Crescentic or coiled opacities on lung radiology (Fig. 4), liver imaging (Fig. 5) or discovery during laparotomy or autopsy are frequently used methods in the diagnosis of the condition.

Fig. 4
figure 4

Chest radiograph showing multiple tiny C-shaped opacities in the lungs in a visceral pentastomiasis case (image reproduced from BJR Case Rep 2019; 5: 20180058; CC by 4.0)

Fig. 5
figure 5

Multifocal calcification in the liver and spleen in a visceral pentastomiasis case (image reproduced from BJR Case Rep 2019; 5: 20180058; CC by 4.0)

Treatment

The asymptomatic nature and eventual death of the parasite limit the opportunity and requirement of treatment in human visceral pentastomiasis.

Acute abdominal cases in human visceral pentastomiasis are treated by exploratory laparotomy and peritoneal lavage to diagnose and remove the larvae. In a few cases, as many as 100 A. armillatus nymphs were removed by laparotomy. Halzoun/marrara syndrome requires surgical removal of free or encysted parasites in eye, throat or nasal passage.

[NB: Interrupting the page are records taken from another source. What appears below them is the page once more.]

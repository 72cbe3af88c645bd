// src/llm/logging.rs
// Shared logging helpers for provider clients

use tracing::info;

/// Token usage reported by a text-completion provider
#[derive(Debug, Clone, Default, serde::Deserialize)]
pub struct Usage {
    #[serde(default)]
    pub prompt_tokens: u32,
    #[serde(default)]
    pub completion_tokens: u32,
    #[serde(default)]
    pub total_tokens: u32,
}

/// Log usage statistics for an LLM call.
pub fn log_usage(request_id: &str, provider: &str, usage: &Usage) {
    info!(
        request_id = %request_id,
        prompt_tokens = usage.prompt_tokens,
        completion_tokens = usage.completion_tokens,
        total_tokens = usage.total_tokens,
        "{} usage stats", provider
    );
}

/// Log completion summary for any provider call.
pub fn log_completion(request_id: &str, provider: &str, duration_ms: u64, output_len: usize) {
    info!(
        request_id = %request_id,
        duration_ms = duration_ms,
        output_len = output_len,
        "{} call complete", provider
    );
}
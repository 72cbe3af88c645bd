// src/main.rs
// EstateOS AI backend

use anyhow::{Result, bail};
use clap::{Parser, Subcommand};
use estateos::config::EnvConfig;
use estateos::web;
use tracing::{error, info, warn};
use tracing_subscriber::{EnvFilter, FmtSubscriber};

#[derive(Parser)]
#[command(name = "estateos")]
#[command(about = "Intent-routed real estate assistant backend")]
#[command(version)]
struct Cli {
    #[command(subcommand)]
    command: Option<Commands>,
}

#[derive(Subcommand)]
enum Commands {
    /// Run the HTTP server (default)
    Serve {
        /// Address to bind
        #[arg(long, env = "ESTATEOS_HOST", default_value = "0.0.0.0")]
        host: String,

        /// Port to listen on
        #[arg(short, long, env = "ESTATEOS_PORT", default_value = "8000")]
        port: u16,
    },

    /// Validate the environment configuration and exit
    CheckConfig,
}

async fn run_server(host: &str, port: u16) -> Result<()> {
    let config = EnvConfig::load();
    let validation = config.validate();
    for warning in &validation.warnings {
        warn!("{}", warning);
    }
    if !validation.is_valid() {
        for err in &validation.errors {
            error!("{}", err);
        }
        bail!("invalid configuration:\n{}", validation.report());
    }

    info!(
        providers = %config.api_keys.summary(),
        output_dir = %config.output_dir.display(),
        "Configuration loaded"
    );

    let state = web::state::AppState::from_config(config)?;
    let app = web::create_router(state);

    let addr = format!("{}:{}", host, port);
    let listener = tokio::net::TcpListener::bind(&addr).await?;

    info!("EstateOS backend listening on http://{}", addr);

    axum::serve(listener, app).await?;

    Ok(())
}

fn check_config() -> Result<()> {
    let config = EnvConfig::load();
    let validation = config.validate();

    println!("{}", validation.report());
    println!("Providers: {}", config.api_keys.summary());

    if !validation.is_valid() {
        bail!("configuration has {} error(s)", validation.errors.len());
    }
    Ok(())
}

#[tokio::main]
async fn main() -> Result<()> {
    let _ = dotenvy::dotenv();

    let cli = Cli::parse();

    let subscriber = FmtSubscriber::builder()
        .with_env_filter(
            EnvFilter::try_from_default_env().unwrap_or_else(|_| EnvFilter::new("info")),
        )
        .with_writer(std::io::stderr)
        .finish();
    tracing::subscriber::set_global_default(subscriber)?;

    match cli.command {
        None => {
            let host = std::env::var("ESTATEOS_HOST").unwrap_or_else(|_| "0.0.0.0".to_string());
            let port = std::env::var("ESTATEOS_PORT")
                .ok()
                .and_then(|p| p.parse().ok())
                .unwrap_or(8000);
            run_server(&host, port).await?
        }
        Some(Commands::Serve { host, port }) => run_server(&host, port).await?,
        Some(Commands::CheckConfig) => check_config()?,
    }

    Ok(())
}
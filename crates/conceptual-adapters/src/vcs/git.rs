//! `git` command-line adapter.

use std::ffi::OsString;
use std::path::Path;
use std::process::Command;

use thiserror::Error;
use tracing::{debug, instrument};

use conceptual_core::{
    application::{ApplicationError, ports::VersionControl},
    error::KitResult,
};

/// Why running `git` failed.
#[derive(Debug, Error)]
pub enum GitError {
    #[error("could not run {program}: {source}")]
    Spawn {
        program: String,
        #[source]
        source: std::io::Error,
    },

    #[error("exited with {status}: {stderr}")]
    Failed { status: String, stderr: String },
}

impl From<GitError> for ApplicationError {
    fn from(e: GitError) -> Self {
        ApplicationError::VersionControlFailed {
            tool: "git",
            reason: e.to_string(),
        }
    }
}

/// Runs the `git` executable found on `PATH`.
#[derive(Debug, Clone)]
pub struct GitCli {
    program: OsString,
}

impl GitCli {
    pub fn new() -> Self {
        Self::with_program("git")
    }

    /// Use a specific executable instead of `git` from `PATH`.
    pub fn with_program(program: impl Into<OsString>) -> Self {
        Self {
            program: program.into(),
        }
    }

    fn run(&self, dir: &Path, args: &[&str]) -> Result<(), GitError> {
        let output = Command::new(&self.program)
            .current_dir(dir)
            .args(args)
            .output()
            .map_err(|source| GitError::Spawn {
                program: self.program.to_string_lossy().into_owned(),
                source,
            })?;

        if !output.status.success() {
            return Err(GitError::Failed {
                status: output.status.to_string(),
                stderr: String::from_utf8_lossy(&output.stderr).trim().to_string(),
            });
        }

        debug!(
            stdout = %String::from_utf8_lossy(&output.stdout).trim(),
            "git finished"
        );
        Ok(())
    }
}

impl Default for GitCli {
    fn default() -> Self {
        Self::new()
    }
}

impl VersionControl for GitCli {
    fn name(&self) -> &'static str {
        "git"
    }

    #[instrument(skip(self), fields(dir = %dir.display()))]
    fn init_repository(&self, dir: &Path) -> KitResult<()> {
        self.run(dir, &["init"])
            .map_err(|e| ApplicationError::from(e).into())
    }
}
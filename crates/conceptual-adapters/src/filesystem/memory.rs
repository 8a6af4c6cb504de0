//! In-memory filesystem adapter for testing.

use std::{
    collections::{BTreeMap, BTreeSet},
    path::{Path, PathBuf},
    sync::{Arc, RwLock, RwLockReadGuard, RwLockWriteGuard},
};

use conceptual_core::{
    application::{ApplicationError, ports::Filesystem},
    error::KitResult,
};

/// In-memory filesystem for testing.
///
/// Clones share state, so a test can hand one clone to a service and inspect
/// the other afterwards.
#[derive(Debug, Clone)]
pub struct MemoryFilesystem {
    inner: Arc<RwLock<MemoryFilesystemInner>>,
}

#[derive(Debug, Default)]
struct MemoryFilesystemInner {
    files: BTreeMap<PathBuf, String>,
    directories: BTreeSet<PathBuf>,
}

impl MemoryFilesystemInner {
    fn add_dir_with_parents(&mut self, path: &Path) {
        let mut current = PathBuf::new();
        for component in path.components() {
            current.push(component);
            self.directories.insert(current.clone());
        }
    }

    fn require_parent(&self, path: &Path) -> KitResult<()> {
        match path.parent() {
            Some(parent) if !parent.as_os_str().is_empty() && !self.directories.contains(parent) => {
                Err(ApplicationError::FilesystemError {
                    path: path.to_path_buf(),
                    reason: "Parent directory does not exist".into(),
                }
                .into())
            }
            _ => Ok(()),
        }
    }

    fn has_children(&self, dir: &Path) -> bool {
        let child = |p: &&PathBuf| p.as_path() != dir && p.starts_with(dir);
        self.files.keys().any(|p| child(&p)) || self.directories.iter().any(|p| child(&p))
    }
}

impl MemoryFilesystem {
    /// Create a new empty memory filesystem.
    pub fn new() -> Self {
        Self {
            inner: Arc::new(RwLock::new(MemoryFilesystemInner::default())),
        }
    }

    /// Seed a file, creating its parent directories (testing helper).
    pub fn with_file(self, path: impl AsRef<Path>, content: impl Into<String>) -> Self {
        if let Ok(mut inner) = self.inner.write() {
            let path = path.as_ref();
            if let Some(parent) = path.parent() {
                inner.add_dir_with_parents(parent);
            }
            inner.files.insert(path.to_path_buf(), content.into());
        }
        self
    }

    /// Seed an empty directory (testing helper).
    pub fn with_dir(self, path: impl AsRef<Path>) -> Self {
        if let Ok(mut inner) = self.inner.write() {
            inner.add_dir_with_parents(path.as_ref());
        }
        self
    }

    /// Read a file's content (testing helper).
    pub fn read_file(&self, path: &Path) -> Option<String> {
        let inner = self.inner.read().ok()?;
        inner.files.get(path).cloned()
    }

    /// All files under `root`, sorted.
    pub fn files_under(&self, root: &Path) -> Vec<PathBuf> {
        self.inner
            .read()
            .map(|inner| {
                inner
                    .files
                    .keys()
                    .filter(|p| p.starts_with(root))
                    .cloned()
                    .collect()
            })
            .unwrap_or_default()
    }

    fn read(&self) -> KitResult<RwLockReadGuard<'_, MemoryFilesystemInner>> {
        Ok(self
            .inner
            .read()
            .map_err(|_| ApplicationError::StoreLockError)?)
    }

    fn write(&self) -> KitResult<RwLockWriteGuard<'_, MemoryFilesystemInner>> {
        Ok(self
            .inner
            .write()
            .map_err(|_| ApplicationError::StoreLockError)?)
    }
}

impl Default for MemoryFilesystem {
    fn default() -> Self {
        Self::new()
    }
}

impl Filesystem for MemoryFilesystem {
    fn create_dir_all(&self, path: &Path) -> KitResult<()> {
        self.write()?.add_dir_with_parents(path);
        Ok(())
    }

    fn write_file(&self, path: &Path, content: &str) -> KitResult<()> {
        let mut inner = self.write()?;
        inner.require_parent(path)?;
        inner.files.insert(path.to_path_buf(), content.to_string());
        Ok(())
    }

    fn copy_file(&self, from: &Path, to: &Path) -> KitResult<()> {
        let mut inner = self.write()?;
        let content = inner.files.get(from).cloned().ok_or_else(|| {
            ApplicationError::FilesystemError {
                path: from.to_path_buf(),
                reason: "No such file".into(),
            }
        })?;
        inner.require_parent(to)?;
        inner.files.insert(to.to_path_buf(), content);
        Ok(())
    }

    fn copy_dir_all(&self, from: &Path, to: &Path) -> KitResult<()> {
        let mut inner = self.write()?;
        if !inner.directories.contains(from) {
            return Err(ApplicationError::FilesystemError {
                path: from.to_path_buf(),
                reason: "No such directory".into(),
            }
            .into());
        }

        let rebase = |p: &Path| p.strip_prefix(from).map(|rel| to.join(rel)).ok();

        let dirs: Vec<PathBuf> = inner
            .directories
            .iter()
            .filter(|d| d.starts_with(from))
            .filter_map(|d| rebase(d.as_path()))
            .collect();
        let files: Vec<(PathBuf, String)> = inner
            .files
            .iter()
            .filter(|(p, _)| p.starts_with(from))
            .filter_map(|(p, c)| rebase(p.as_path()).map(|dst| (dst, c.clone())))
            .collect();

        for dir in dirs {
            inner.add_dir_with_parents(&dir);
        }
        inner.files.extend(files);
        Ok(())
    }

    fn exists(&self, path: &Path) -> bool {
        self.inner
            .read()
            .map(|inner| inner.files.contains_key(path) || inner.directories.contains(path))
            .unwrap_or(false)
    }

    fn same_location(&self, a: &Path, b: &Path) -> bool {
        a == b && self.exists(a)
    }

    fn is_dir_empty(&self, path: &Path) -> KitResult<bool> {
        let inner = self.read()?;
        if !inner.directories.contains(path) {
            return Err(ApplicationError::FilesystemError {
                path: path.to_path_buf(),
                reason: "Not a directory".into(),
            }
            .into());
        }
        Ok(!inner.has_children(path))
    }

    fn remove_dir_all(&self, path: &Path) -> KitResult<()> {
        let mut inner = self.write()?;
        inner.directories.retain(|p| !p.starts_with(path));
        inner.files.retain(|p, _| !p.starts_with(path));
        Ok(())
    }

    fn list_files(&self, dir: &Path, extension: &str) -> KitResult<Vec<PathBuf>> {
        let inner = self.read()?;
        Ok(inner
            .files
            .keys()
            .filter(|p| p.parent() == Some(dir))
            .filter(|p| p.extension().is_some_and(|ext| ext == extension))
            .cloned()
            .collect())
    }
}

#[cfg(test)]
mod tests {
    use super::*;

    #[test]
    fn write_requires_parent() {
        let fs = MemoryFilesystem::new();
        assert!(fs.write_file(Path::new("/p/readme.md"), "x").is_err());

        fs.create_dir_all(Path::new("/p")).unwrap();
        fs.write_file(Path::new("/p/readme.md"), "x").unwrap();
        assert_eq!(fs.read_file(Path::new("/p/readme.md")).as_deref(), Some("x"));
    }

    #[test]
    fn copy_dir_all_rebases_tree() {
        let fs = MemoryFilesystem::new()
            .with_file("/kit/templates/object.md", "obj")
            .with_file("/kit/templates/sub/action.md", "act")
            .with_dir("/kit/templates/empty");

        fs.copy_dir_all(Path::new("/kit/templates"), Path::new("/p/templates"))
            .unwrap();

        assert_eq!(
            fs.read_file(Path::new("/p/templates/sub/action.md")).as_deref(),
            Some("act")
        );
        assert!(fs.exists(Path::new("/p/templates/empty")));
        assert!(fs.exists(Path::new("/kit/templates/object.md")));
    }

    #[test]
    fn is_dir_empty_sees_nested_dirs() {
        let fs = MemoryFilesystem::new().with_dir("/p/inner");
        assert!(!fs.is_dir_empty(Path::new("/p")).unwrap());
        assert!(fs.is_dir_empty(Path::new("/p/inner")).unwrap());
    }

    #[test]
    fn remove_dir_all_drops_subtree_only() {
        let fs = MemoryFilesystem::new()
            .with_file("/p/a/one.md", "1")
            .with_file("/p/b/two.md", "2");

        fs.remove_dir_all(Path::new("/p/a")).unwrap();
        assert!(!fs.exists(Path::new("/p/a")));
        assert!(!fs.exists(Path::new("/p/a/one.md")));
        assert!(fs.exists(Path::new("/p/b/two.md")));
    }

    #[test]
    fn list_files_is_shallow() {
        let fs = MemoryFilesystem::new()
            .with_file("/c/commands/init.md", "")
            .with_file("/c/commands/review.md", "")
            .with_file("/c/commands/readme.txt", "")
            .with_file("/c/commands/nested/deep.md", "");

        let files = fs.list_files(Path::new("/c/commands"), "md").unwrap();
        assert_eq!(
            files,
            vec![
                PathBuf::from("/c/commands/init.md"),
                PathBuf::from("/c/commands/review.md"),
            ]
        );
        assert!(fs.list_files(Path::new("/absent"), "md").unwrap().is_empty());
    }

    #[test]
    fn clones_share_state() {
        let fs = MemoryFilesystem::new();
        let other = fs.clone();
        fs.create_dir_all(Path::new("/shared")).unwrap();
        assert!(other.exists(Path::new("/shared")));
    }
}
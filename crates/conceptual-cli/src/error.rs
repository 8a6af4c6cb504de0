//! Error handling for the `conceptual` binary.
//!
//! Provides structured errors with:
//! - User-friendly messages
//! - Actionable suggestions
//! - Exit code mapping

use std::error::Error;

use owo_colors::OwoColorize;
use thiserror::Error;

use conceptual_core::error::KitError;

pub use conceptual_core::error::ErrorCategory as CoreCategory;

/// Result type alias for CLI operations.
pub type CliResult<T> = Result<T, CliError>;

/// CLI error types.
#[derive(Debug, Error)]
pub enum CliError {
    // ── Config errors ──────────────────────────────────────────────────────
    /// A configuration file could not be read or holds a bad value.
    #[error("Configuration error: {message}")]
    ConfigError {
        message: String,
        #[source]
        source: Option<Box<dyn std::error::Error + Send + Sync>>,
    },

    // ── Core errors ────────────────────────────────────────────────────────
    /// An error propagated from `conceptual-core`.
    #[error(transparent)]
    Core(#[from] KitError),

    // ── Environment ────────────────────────────────────────────────────────
    /// The toolchain this binary was built with is too old.
    #[error("Rust toolchain {found} is below the required {minimum}")]
    RuntimeTooOld { found: String, minimum: String },

    // ── System errors ──────────────────────────────────────────────────────
    /// An I/O operation failed.
    #[error("I/O error: {message}")]
    IoError {
        message: String,
        #[source]
        source: std::io::Error,
    },
}

impl From<std::io::Error> for CliError {
    fn from(err: std::io::Error) -> Self {
        CliError::IoError {
            message: err.to_string(),
            source: err,
        }
    }
}

impl CliError {
    /// Get user-actionable suggestions for fixing this error.
    pub fn suggestions(&self) -> Vec<String> {
        match self {
            Self::ConfigError { .. } => vec![
                format!(
                    "Check your config file at {}",
                    crate::config::AppConfig::config_path().display()
                ),
                "Environment overrides use CONCEPTUAL__SECTION__KEY".into(),
                "Show the effective values with: conceptual config list".into(),
            ],

            Self::Core(core_err) => core_err.suggestions(),

            Self::RuntimeTooOld { minimum, .. } => vec![
                format!("Rebuild with Rust {minimum} or newer"),
                "Update your toolchain: rustup update stable".into(),
            ],

            Self::IoError { message, .. } => vec![
                format!("I/O operation failed: {}", message),
                "Check file permissions".into(),
            ],
        }
    }

    /// Get the error category for styling and exit codes.
    pub fn category(&self) -> ErrorCategory {
        match self {
            Self::ConfigError { .. } => ErrorCategory::Configuration,
            Self::Core(core) => match core.category() {
                c if c.is_user_fixable() => ErrorCategory::Usage,
                CoreCategory::Environment => ErrorCategory::Environment,
                _ => ErrorCategory::Internal,
            },
            Self::RuntimeTooOld { .. } => ErrorCategory::Environment,
            Self::IoError { .. } => ErrorCategory::Internal,
        }
    }

    /// Exit code to pass to the OS.
    ///
    /// | Category      | Code |
    /// |---------------|------|
    /// | Usage         |  1   |
    /// | Environment   |  1   |
    /// | Configuration |  4   |
    /// | Internal      |  1   |
    ///
    /// Argument-parse failures never reach here; clap exits with 2.
    pub fn exit_code(&self) -> u8 {
        match self.category() {
            ErrorCategory::Usage => 1,
            ErrorCategory::Environment => 1,
            ErrorCategory::Configuration => 4,
            ErrorCategory::Internal => 1,
        }
    }

    /// Format the error for display with colors and suggestions.
    pub fn format_colored(&self, verbose: bool) -> String {
        let mut output = String::new();

        output.push_str(&format!(
            "\n{} {}\n\n",
            "✗".red().bold(),
            "Error:".red().bold()
        ));

        output.push_str(&format!("  {}\n", self.to_string().red()));

        if verbose {
            let mut source = self.source();
            while let Some(err) = source {
                output.push_str(&format!(
                    "\n  {} {}\n",
                    "→".dimmed(),
                    err.to_string().dimmed()
                ));
                source = err.source();
            }
        }

        let suggestions = self.suggestions();
        if !suggestions.is_empty() {
            output.push_str(&format!("\n{}\n", "Suggestions:".yellow().bold()));
            for suggestion in suggestions {
                output.push_str(&format!("  {}\n", suggestion));
            }
        }

        if !verbose {
            output.push('\n');
            output.push_str(&format!(
                "{} {}\n",
                "\u{2139}".blue(), // ℹ
                "Use -v / --verbose for more details.".dimmed(),
            ));
        }

        output
    }

    /// Plain-text version of [`Self::format_colored`], no ANSI codes.
    pub fn format_plain(&self, verbose: bool) -> String {
        let mut out = String::new();
        out.push_str(&format!("\nError: {}\n", self));

        if verbose {
            let mut src = std::error::Error::source(self);
            while let Some(err) = src {
                out.push_str(&format!("  Caused by: {err}\n"));
                src = err.source();
            }
        }

        let suggestions = self.suggestions();
        if !suggestions.is_empty() {
            out.push_str("\nSuggestions:\n");
            for s in &suggestions {
                out.push_str(&format!("  {s}\n"));
            }
        }

        if !verbose {
            out.push_str("\nUse -v / --verbose for more details.\n");
        }

        out
    }

    /// Log the error using tracing.
    pub fn log(&self) {
        match self.category() {
            ErrorCategory::Usage => tracing::warn!("Usage error: {}", self),
            ErrorCategory::Environment => tracing::warn!("Environment: {}", self),
            ErrorCategory::Configuration => tracing::error!("Configuration error: {}", self),
            ErrorCategory::Internal => tracing::error!("Internal error: {}", self),
        }

        if let Some(source) = self.source() {
            tracing::debug!("Caused by: {}", source);
        }
    }
}

/// Error categories for classification.
#[derive(Debug, Clone, Copy, PartialEq, Eq)]
pub enum ErrorCategory {
    /// Bad arguments or a target that needs `--force`.
    Usage,
    /// The machine lacks something required.
    Environment,
    /// Configuration error.
    Configuration,
    /// Internal/system error.
    Internal,
}

// ── IntoCli trait ─────────────────────────────────────────────────────────────

/// Extension trait to convert foreign error types into [`CliError`] at
/// call-sites with a descriptive context message.
pub trait IntoCli<T> {
    /// Convert to `CliResult` attaching a human-readable context message.
    fn with_cli_context<F, S>(self, f: F) -> CliResult<T>
    where
        F: FnOnce() -> S,
        S: Into<String>;
}

impl<T> IntoCli<T> for Result<T, std::io::Error> {
    fn with_cli_context<F, S>(self, f: F) -> CliResult<T>
    where
        F: FnOnce() -> S,
        S: Into<String>,
    {
        self.map_err(|e| CliError::IoError {
            message: f().into(),
            source: e,
        })
    }
}

impl<T> IntoCli<T> for Result<T, KitError> {
    /// Core errors already carry their own context; the message is dropped.
    fn with_cli_context<F, S>(self, _f: F) -> CliResult<T>
    where
        F: FnOnce() -> S,
        S: Into<String>,
    {
        self.map_err(CliError::Core)
    }
}
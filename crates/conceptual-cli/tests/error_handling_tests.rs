//! Tests for error handling, suggestions and exit codes.

use assert_cmd::Command;
use predicates::prelude::*;
use tempfile::TempDir;

fn conceptual(dir: &TempDir) -> Command {
    let mut cmd = Command::cargo_bin("conceptual").unwrap();
    cmd.current_dir(dir.path())
        .env("CONCEPTUAL_KIT_HOME", dir.path().join("kit"))
        .env("XDG_CONFIG_HOME", dir.path())
        .env("HOME", dir.path())
        .env_remove("RUST_LOG")
        .env_remove("CONCEPTUAL_CONFIG")
        .arg("--no-color");
    cmd
}

#[test]
fn test_unknown_subcommand_exits_two() {
    let tmp = TempDir::new().unwrap();
    conceptual(&tmp).arg("frobnicate").assert().code(2);
}

#[test]
fn test_unknown_assistant_exits_two() {
    let tmp = TempDir::new().unwrap();
    conceptual(&tmp)
        .args(["init", "x", "--ai", "clippy"])
        .assert()
        .code(2)
        .stderr(predicate::str::contains("claude"));

    assert!(!tmp.path().join("x").exists());
}

#[test]
fn test_quiet_and_verbose_conflict() {
    let tmp = TempDir::new().unwrap();
    conceptual(&tmp).args(["-q", "-v", "version"]).assert().code(2);
}

#[test]
fn test_missing_name_suggests_here() {
    let tmp = TempDir::new().unwrap();
    conceptual(&tmp)
        .arg("init")
        .assert()
        .code(1)
        .stderr(predicate::str::contains("Error: Project name required"))
        .stderr(predicate::str::contains("Suggestions:"))
        .stderr(predicate::str::contains("--here"));
}

#[test]
fn test_parent_directory_name_rejected() {
    let tmp = TempDir::new().unwrap();
    conceptual(&tmp)
        .args(["init", "..", "--no-git"])
        .assert()
        .code(1)
        .stderr(predicate::str::contains("Invalid project name"));
}

#[test]
fn test_unknown_config_key_exits_four() {
    let tmp = TempDir::new().unwrap();
    conceptual(&tmp)
        .args(["config", "get", "does.not.exist"])
        .assert()
        .code(4)
        .stderr(predicate::str::contains("Unknown config key"));
}

#[test]
fn test_missing_explicit_config_exits_four() {
    let tmp = TempDir::new().unwrap();
    conceptual(&tmp)
        .args(["--config", "absent.toml", "version"])
        .assert()
        .code(4)
        .stderr(predicate::str::contains("Configuration error"));
}

#[test]
fn test_bad_configured_assistant_exits_four() {
    let tmp = TempDir::new().unwrap();
    conceptual(&tmp)
        .args(["init", "x", "--no-git"])
        .env("CONCEPTUAL__DEFAULTS__AI", "clippy")
        .assert()
        .code(4)
        .stderr(predicate::str::contains("defaults.ai"));

    assert!(!tmp.path().join("x").exists());
}

#[test]
fn test_verbose_hint_hidden_with_verbose() {
    let tmp = TempDir::new().unwrap();
    conceptual(&tmp)
        .args(["-v", "init"])
        .assert()
        .code(1)
        .stderr(predicate::str::contains("Use -v / --verbose").not());
}
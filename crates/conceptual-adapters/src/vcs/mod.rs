//! Version-control adapters.

mod git;

pub use git::{GitCli, GitError};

No validated medical treatment is available for visceral pentastomiasis. Medical therapy aims to kill and remove dead worm excreted out in the stool. Monotherapy and combination therapy with praziquantel, albendazole and mebendazole have been in practice along with Chinese traditional medicines. Diethylcarbamazine has been suggested for the treatment of infections by Linguatula sp. Associated allergic manifestations respond to therapy by antihistaminic and/or corticosteroids. Ivermectin has shown some curative effects in pentastome infections in animals such as snakes and captive lizards.

Prevention and Control

Since snake dropping and contaminated food and water are important sources of infection, food and water hygiene is necessary to prevent the infection. Cautious and hygienic handling of contaminated snake products such as their muscle and bile and avoiding their consumption are essential preventive measures. Avoidance of eating uncooked meat (dog, rodent and sheep) and avoidance of contact with infected reptiles needs are important personal preventive measures. Screening of canine population helps in controlling Linguatula sp. infection in these animals.